Please copy each line below that contains the word "output".
*** Records for the exercise Section Begins ***
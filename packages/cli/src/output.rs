//! Terminal output for query commands.

use serde::Serialize;
use zone_safety_engine::ZoneOverview;
use zone_safety_etl_models::EtlJob;
use zone_safety_metrics_models::ZoneSafetyScore;

pub fn print_json<T: Serialize>(value: &T) -> Result<(), serde_json::Error> {
    println!("{}", serde_json::to_string_pretty(value)?);
    Ok(())
}

fn or_dash<T: ToString>(value: Option<T>) -> String {
    value.map_or_else(|| "-".to_string(), |v| v.to_string())
}

pub fn print_zones(zones: &[ZoneOverview]) {
    println!("{:<10} {:<28} {:<10} {:>7}  TIER", "CODE", "NAME", "KIND", "SCORE");
    println!("{}", "-".repeat(72));
    for zone in zones {
        println!(
            "{:<10} {:<28} {:<10} {:>7}  {}",
            zone.code,
            zone.name,
            zone.kind,
            or_dash(zone.safety_score.map(|s| format!("{s:.2}"))),
            or_dash(zone.risk_tier),
        );
    }
}

pub fn print_jobs(jobs: &[EtlJob]) {
    println!(
        "{:<36}  {:<11} {:<10} {:<10} {:>9} {:>9}",
        "ID", "MODE", "STATUS", "AS OF", "RECORDS", "ZONES"
    );
    println!("{}", "-".repeat(92));
    for job in jobs {
        let status = if job.is_skipped() {
            format!("{} (cached)", job.status)
        } else {
            job.status.to_string()
        };
        println!(
            "{:<36}  {:<11} {:<10} {:<10} {:>9} {:>9}",
            job.id,
            job.mode,
            status,
            job.as_of,
            job.records_processed,
            format!("{}/{}", job.zones_completed, job.zones_total),
        );
    }
}

pub fn print_history(scores: &[ZoneSafetyScore]) {
    println!(
        "{:<10} {:>7}  {:<10} {:>6} {:>9}  TREND",
        "DATE", "SCORE", "TIER", "30D", "DENSITY"
    );
    println!("{}", "-".repeat(60));
    for score in scores {
        println!(
            "{:<10} {:>7.2}  {:<10} {:>6} {:>9.2}  {} ({:+.1}%)",
            score.calculation_date,
            score.safety_score,
            score.risk_tier,
            score.thefts_30d,
            score.incident_density,
            score.trend_direction,
            score.trend_percentage,
        );
    }
}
*** Records for the exercise Section Ends ***
• Result of this exercise:
filename packages/cli/src/output.rs
//! Terminal output for query commands.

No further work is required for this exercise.